With only a few days to go the question on everyone’s lips is…should we stay or should we leave the EU?
Within the construction industry the opinions are split 60/40 in favour of remaining in the EU, according to a recent survey by Construction Marketing Experts.
In our previous article ‘To leave or not to leave’ we outlined the impacts of remaining in the EU on the construction industry.
However a lot has happened since then with more ‘leave’ views coming into the spotlight. So we wanted to take a look at some of the opposing views to see how leaving the EU could benefit builders.
Opportunity to develop home-grown apprentices
One of the biggest impacts highlighted by the ‘remain’ argument is that a Brexit could worsen the skills shortage for skilled and non-skilled construction jobs.
However ‘leave’ supporters believe that this could actually provide an opportunity to invest in apprentices to develop the skills force we need right here in the UK.
In a recent survey from Construction Marketing Experts, a firm from Hull was quick to dismiss fears regarding labour and offer a solution. “Rather than importing skilled construction from the EU it would be more incumbent upon contractors to ensure a steady chain of home-grown apprentices. Companies should be funding training without the need for additional support from the government as it is in their own interests. Forget shareholders for a moment and look at the bigger picture.”

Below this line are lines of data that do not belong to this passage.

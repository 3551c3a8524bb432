use std::path::Path;

use serde::{Deserialize, Deserializer, Serialize};

use super::common::{is_success_code, DataFormat, FormatTag, ResponseData};
use super::image::{Dict, IgnoreArea, Language, LimitSideLen, TbpuParser, TextBlock};
use crate::error::{Result, UmiError};

/// How content is pulled out of each document page.
#[derive(Debug, Clone, Copy, PartialEq, Eq, Serialize, Deserialize, Default)]
#[serde(rename_all = "camelCase")]
pub enum ExtractionMode {
    /// OCR images, copy embedded text as is.
    #[default]
    Mixed,
    /// Render and OCR every page, ignoring embedded text.
    FullPage,
    ImageOnly,
    TextOnly,
}

impl std::fmt::Display for ExtractionMode {
    fn fmt(&self, f: &mut std::fmt::Formatter<'_>) -> std::fmt::Result {
        match self {
            Self::Mixed => write!(f, "mixed"),
            Self::FullPage => write!(f, "fullPage"),
            Self::ImageOnly => write!(f, "imageOnly"),
            Self::TextOnly => write!(f, "textOnly"),
        }
    }
}

impl std::str::FromStr for ExtractionMode {
    type Err = String;

    fn from_str(s: &str) -> std::result::Result<Self, Self::Err> {
        match s.to_lowercase().replace(['-', '_'], "").as_str() {
            "mixed" => Ok(Self::Mixed),
            "fullpage" => Ok(Self::FullPage),
            "imageonly" => Ok(Self::ImageOnly),
            "textonly" => Ok(Self::TextOnly),
            _ => Err(format!("Unknown extraction mode: {s}")),
        }
    }
}

/// Options captured when a document is submitted. They apply for the whole
/// life of the job; later calls only carry the job id.
#[derive(Debug, Clone, Default, PartialEq, Serialize)]
#[serde(bound(serialize = "F: DataFormat"))]
pub struct DocOcrOptions<F: DataFormat = Dict> {
    /// Full endpoint URL, replacing `<base>/api/doc/upload`. Never sent.
    #[serde(skip)]
    pub url: Option<String>,
    #[serde(rename = "ocr.language", skip_serializing_if = "Option::is_none")]
    pub language: Option<Language>,
    #[serde(rename = "ocr.cls", skip_serializing_if = "Option::is_none")]
    pub cls: Option<bool>,
    #[serde(rename = "ocr.limit_side_len", skip_serializing_if = "Option::is_none")]
    pub limit_side_len: Option<LimitSideLen>,
    #[serde(rename = "tbpu.parser", skip_serializing_if = "Option::is_none")]
    pub parser: Option<TbpuParser>,
    #[serde(rename = "tbpu.ignoreArea", skip_serializing_if = "Option::is_none")]
    pub ignore_area: Option<Vec<IgnoreArea>>,
    /// First page (from 1) the ignore areas apply to.
    #[serde(rename = "tbpu.ignoreRangeStart", skip_serializing_if = "Option::is_none")]
    pub ignore_range_start: Option<i64>,
    /// Last page the ignore areas apply to; negative counts from the end.
    #[serde(rename = "tbpu.ignoreRangeEnd", skip_serializing_if = "Option::is_none")]
    pub ignore_range_end: Option<i64>,
    #[serde(rename = "pageRangeStart", skip_serializing_if = "Option::is_none")]
    pub page_range_start: Option<i64>,
    /// Negative counts from the end: -1 is the last page.
    #[serde(rename = "pageRangeEnd", skip_serializing_if = "Option::is_none")]
    pub page_range_end: Option<i64>,
    /// Explicit pages; wins over the range when both are set.
    #[serde(rename = "pageList", skip_serializing_if = "Option::is_none")]
    pub page_list: Option<Vec<u32>>,
    #[serde(skip_serializing_if = "Option::is_none")]
    pub password: Option<String>,
    #[serde(rename = "doc.extractionMode", skip_serializing_if = "Option::is_none")]
    pub extraction_mode: Option<ExtractionMode>,
    /// Fixed by `F`; always sent.
    #[serde(rename = "data.format")]
    pub format: FormatTag<F>,
}
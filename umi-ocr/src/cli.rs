use std::path::PathBuf;
use std::time::Duration;

use anyhow::{bail, Context};
use clap::{Args, Parser, Subcommand};
use futures::future::join_all;
use tracing::{debug, info, warn};

use umi_ocr::models::{
    DocPageResult, ExtractionMode, ImageOcrResult, Language, TbpuParser, TextBlock,
};
use umi_ocr::{
    Blob, DataFormat, Dict, DocClearOptions, DocDownloadOptions, DocOcrOptions, DocumentClient,
    DocumentFile, DownloadFileType, ImageOcrOptions, JobState, JobTracker, Observation, PollingConfig,
    QrcodeFormat, QrcodeGenerationOptions, QrcodeRecognitionOptions, ResponseData, Text,
    UmiClient,
};

#[derive(Parser)]
#[command(name = "umi-ocr")]
#[command(about = "Command-line client for a local Umi-OCR service")]
pub struct Cli {
    /// Service root; overrides UMI_OCR_BASE_URL
    #[arg(long, global = true)]
    pub base_url: Option<String>,

    #[command(subcommand)]
    pub command: Command,
}

#[derive(Subcommand)]
pub enum Command {
    /// Recognize text in one or more images
    Ocr(OcrArgs),
    /// Generate or scan barcodes and QR codes
    #[command(subcommand)]
    Qrcode(QrcodeCommand),
    /// Run a document (PDF, EPUB, ...) through OCR
    Doc(DocArgs),
}

#[derive(Args)]
pub struct OcrArgs {
    #[arg(required = true)]
    images: Vec<PathBuf>,

    /// Ask for plain text instead of text blocks
    #[arg(long)]
    text: bool,

    /// zh, en, zh-tw, ja, ko, ru
    #[arg(long)]
    language: Option<Language>,

    /// Correct rotated text
    #[arg(long)]
    cls: bool,

    #[arg(long)]
    parser: Option<TbpuParser>,
}

#[derive(Subcommand)]
pub enum QrcodeCommand {
    /// Render text as a code image
    Generate {
        text: String,
        #[arg(long)]
        format: Option<QrcodeFormat>,
        #[arg(long)]
        width: Option<u32>,
        #[arg(long)]
        height: Option<u32>,
        /// Write the JPEG here instead of printing a data URI
        #[arg(long, short)]
        output: Option<PathBuf>,
    },
    /// Decode every code found in an image
    Scan {
        image: PathBuf,
        #[arg(long)]
        grayscale: bool,
        #[arg(long)]
        threshold: Option<u8>,
    },
}

#[derive(Args)]
pub struct DocArgs {
    file: PathBuf,

    #[arg(long)]
    page_start: Option<i64>,

    /// Negative values count from the last page
    #[arg(long, allow_hyphen_values = true)]
    page_end: Option<i64>,

    /// Explicit page list, e.g. 1,2,5; wins over the range
    #[arg(long, value_delimiter = ',')]
    pages: Vec<u32>,

    #[arg(long)]
    password: Option<String>,

    /// mixed, fullPage, imageOnly, textOnly
    #[arg(long)]
    mode: Option<ExtractionMode>,

    #[arg(long)]
    language: Option<Language>,

    /// Export formats to request once the job ends, e.g. csv,txt
    #[arg(long, value_delimiter = ',')]
    export: Vec<DownloadFileType>,

    /// Include blank pages in exports
    #[arg(long)]
    keep_blank: bool,

    /// Leave the job on the service instead of clearing it
    #[arg(long)]
    keep_job: bool,
}

pub async fn run(command: Command, client: &UmiClient, polling: &PollingConfig) -> anyhow::Result<()> {
    match command {
        Command::Ocr(args) => run_ocr(client, args).await,
        Command::Qrcode(QrcodeCommand::Generate {
            text,
            format,
            width,
            height,
            output,
        }) => {
            let options = QrcodeGenerationOptions {
                format,
                w: width,
                h: height,
                ..Default::default()
            };
            let result = client.qrcode().generate_qrcode(&text, &options).await?;
            if !result.is_success() {
                bail!("Generation failed (code {}): {}", result.code, result.data);
            }
            match output {
                Some(path) => {
                    tokio::fs::write(&path, result.image_bytes()?)
                        .await
                        .with_context(|| format!("Failed to write {}", path.display()))?;
                    info!(path = %path.display(), "Code image written");
                }
                None => println!("{}", result.data),
            }
            Ok(())
        }
        Command::Qrcode(QrcodeCommand::Scan {
            image,
            grayscale,
            threshold,
        }) => {
            let options = QrcodeRecognitionOptions {
                grayscale: grayscale.then_some(true),
                threshold,
                ..Default::default()
            };
            let result = client
                .qrcode()
                .recognize_qrcode(Blob::from_path(image), &options)
                .await?;
            match &result.data {
                ResponseData::Message(reason) if !result.is_success() => {
                    println!("No code found ({}): {reason}", result.code)
                }
                _ => {
                    for code in result.codes() {
                        println!("[{}] {}", code.format, code.text);
                    }
                }
            }
            Ok(())
        }
        Command::Doc(args) => run_doc(client, polling, args).await,
    }
}

async fn run_ocr(client: &UmiClient, args: OcrArgs) -> anyhow::Result<()> {
    if args.text {
        let options = ImageOcrOptions::<Text> {
            language: args.language,
            cls: args.cls.then_some(true),
            parser: args.parser,
            ..Default::default()
        };
        recognize_all(client, &args.images, &options, |text: &String| text.clone()).await
    } else {
        let options = ImageOcrOptions::<Dict> {
            language: args.language,
            cls: args.cls.then_some(true),
            parser: args.parser,
            ..Default::default()
        };
        recognize_all(client, &args.images, &options, |blocks: &Vec<TextBlock>| {
            blocks_to_text(blocks)
        })
        .await
    }
}

async fn recognize_all<F, R>(
    client: &UmiClient,
    images: &[PathBuf],
    options: &ImageOcrOptions<F>,
    render: R,
) -> anyhow::Result<()>
where
    F: DataFormat,
    R: Fn(&F::ImageData) -> String,
{
    let requests = images
        .iter()
        .map(|path| client.image().recognize_image(Blob::from_path(path), options));
    let results: Vec<umi_ocr::Result<ImageOcrResult<F>>> = join_all(requests).await;

    let mut failures = 0;
    for (path, result) in images.iter().zip(results) {
        println!("== {}", path.display());
        match result {
            Ok(result) => match &result.data {
                ResponseData::Value(data) => println!("{}", render(data)),
                ResponseData::Message(reason) => println!("({}) {reason}", result.code),
            },
            Err(e) => {
                warn!(path = %path.display(), error = %e, "Recognition failed");
                failures += 1;
            }
        }
    }

    if failures > 0 {
        bail!("{failures} of {} images failed", images.len());
    }
    Ok(())
}

fn blocks_to_text(blocks: &[TextBlock]) -> String {
    blocks
        .iter()
        .map(|block| format!("{}{}", block.text, block.end))
        .collect()
}

async fn run_doc(client: &UmiClient, polling: &PollingConfig, args: DocArgs) -> anyhow::Result<()> {
    let file = DocumentFile::from_path(&args.file).await?;
    let options = DocOcrOptions::<Dict> {
        language: args.language,
        page_range_start: args.page_start,
        page_range_end: args.page_end,
        page_list: (!args.pages.is_empty()).then_some(args.pages),
        password: args.password,
        extraction_mode: args.mode,
        ..Default::default()
    };

    let documents = client.documents();
    let upload = documents.submit_document(file, &options).await?;
    let Some(job_id) = upload.job_id() else {
        bail!("Upload refused (code {}): {}", upload.code, upload.data);
    };

    let mut tracker = JobTracker::<Dict>::new(job_id);
    let finished = wait_for_job(client, polling, &mut tracker).await;

    let outcome = match finished {
        Ok(true) => export_results(client, &tracker, &args.export, args.keep_blank).await,
        Ok(false) => Err(anyhow::anyhow!(
            "Job {} still running after {} polls",
            tracker.id(),
            polling.max_attempts
        )),
        Err(e) => Err(e),
    };

    finish_job(documents, tracker.id(), args.keep_job, outcome).await
}

/// Clears the job unless asked to keep it, then hands back `outcome`.
/// A failed clear is logged, never returned.
async fn finish_job(
    documents: &DocumentClient,
    job_id: &str,
    keep_job: bool,
    outcome: anyhow::Result<()>,
) -> anyhow::Result<()> {
    if keep_job {
        info!(job_id, "Keeping job on the service");
        return outcome;
    }

    match documents.clear_document(&DocClearOptions::new(job_id)).await {
        Ok(cleared) if !cleared.is_success() => {
            debug!(job_id, code = cleared.code, reason = %cleared.data, "Job not cleared");
        }
        Ok(_) => {}
        Err(e) => warn!(job_id, error = %e, "Failed to clear job"),
    }
    outcome
}

/// Polls until the job reports done. Returns `Ok(false)` when the attempt
/// budget runs out first.
async fn wait_for_job(
    client: &UmiClient,
    polling: &PollingConfig,
    tracker: &mut JobTracker<Dict>,
) -> anyhow::Result<bool> {
    let interval = Duration::from_millis(polling.interval_ms);
    let documents = client.documents();

    for attempt in 1..=polling.max_attempts {
        let seen = tracker.entries().len();
        match documents.poll_once(tracker).await? {
            Observation::Rejected { code, reason } => {
                bail!("Job {} query rejected (code {code}): {reason}", tracker.id())
            }
            Observation::Updated { .. } | Observation::Stale { .. } => {}
        }

        print_pages(&tracker.entries()[seen..]);
        if let Some(snapshot) = tracker.snapshot() {
            info!(
                attempt,
                state = %snapshot.state,
                processed = snapshot.processed_count,
                pages = snapshot.pages_count,
                "Progress {:.0}%",
                snapshot.progress() * 100.0
            );
        }

        if tracker.is_done() {
            if tracker.state() == Some(JobState::Failure) {
                let reason = tracker
                    .snapshot()
                    .and_then(|s| s.failure())
                    .unwrap_or_default()
                    .to_string();
                warn!(job_id = %tracker.id(), %reason, "Job failed");
                let seen = tracker.entries().len();
                documents.resync(tracker).await?;
                print_pages(&tracker.entries()[seen.min(tracker.entries().len())..]);
            }
            return Ok(true);
        }

        tokio::time::sleep(interval).await;
    }

    Ok(false)
}

fn print_pages(pages: &[DocPageResult]) {
    for page in pages {
        if page.is_blank() {
            debug!(page = page.page, "Blank page");
            continue;
        }
        println!("== page {}", page.page);
        println!("{}", page.text());
    }
}

async fn export_results(
    client: &UmiClient,
    tracker: &JobTracker<Dict>,
    file_types: &[DownloadFileType],
    keep_blank: bool,
) -> anyhow::Result<()> {
    if file_types.is_empty() {
        return Ok(());
    }

    let options = DocDownloadOptions::new(tracker.id(), file_types.to_vec()).ignore_blank(!keep_blank);
    let result = client.documents().download_document(&options).await?;
    match result.download_url() {
        Some(url) => {
            println!("Export: {url}");
            if let Some(name) = &result.name {
                println!("File name: {name}");
            }
            Ok(())
        }
        None => bail!("Export failed (code {}): {}", result.code, result.data),
    }
}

Less bureaucracy for smaller builders
If Britain was to leave the EU, pressure to achieve the 2020 target for zero carbon homes would be reduced. This is good news for smaller builders who would find it increasingly difficult to meet these energy efficiency targets. Sarah McMonagle, Head of External Affairs at the Federation of Master Builders (FMB) says, “The prospect of less red tape must be appealing, particularly for those smaller builders who find complying with Euro-regulations quite burdensome … If we were not part of the EU that would be advantageous for small housebuilders for whom going further could be quite problematic.”
This view is mirrored by the results of a recent poll conducted by the National Federation of Builders (NFB) who reported that 47% of their members were in favour of leaving the EU. According to Richard Beresford, Chief Executive of the NFB, “The majority of NFB panel members who think their business and the UK would be better out of the EU reflects how little business construction SMEs conduct with the EU."
Better off financially
Some argue that although initially a Brexit would weaken the pound this would eventually make us better off financially.
A Director at a construction firm commented, “I believe that our country would be financially stronger after the initial shock waves. If the pound becomes weaker for a while then it will make our imports more expensive and exports more attractive, nothing wrong with that. We would almost certainly negotiate a tariff free trade deal with Europe because we buy a lot more than we sell.”
So will Britain exit from the EU?
While the Construction Marketing Experts poll showed that almost 60% of those in the construction industry would vote to remain, it’s still difficult to say whether this will reflect the outcome on the 23rd June.
A survey by Smith and Williamson at the start of 2016 found that only 15% of construction executives favoured a UK exit from the EU. This figure has now crept up to a whopping 40% in a more recent poll.
So who knows how this will change in the space of a week.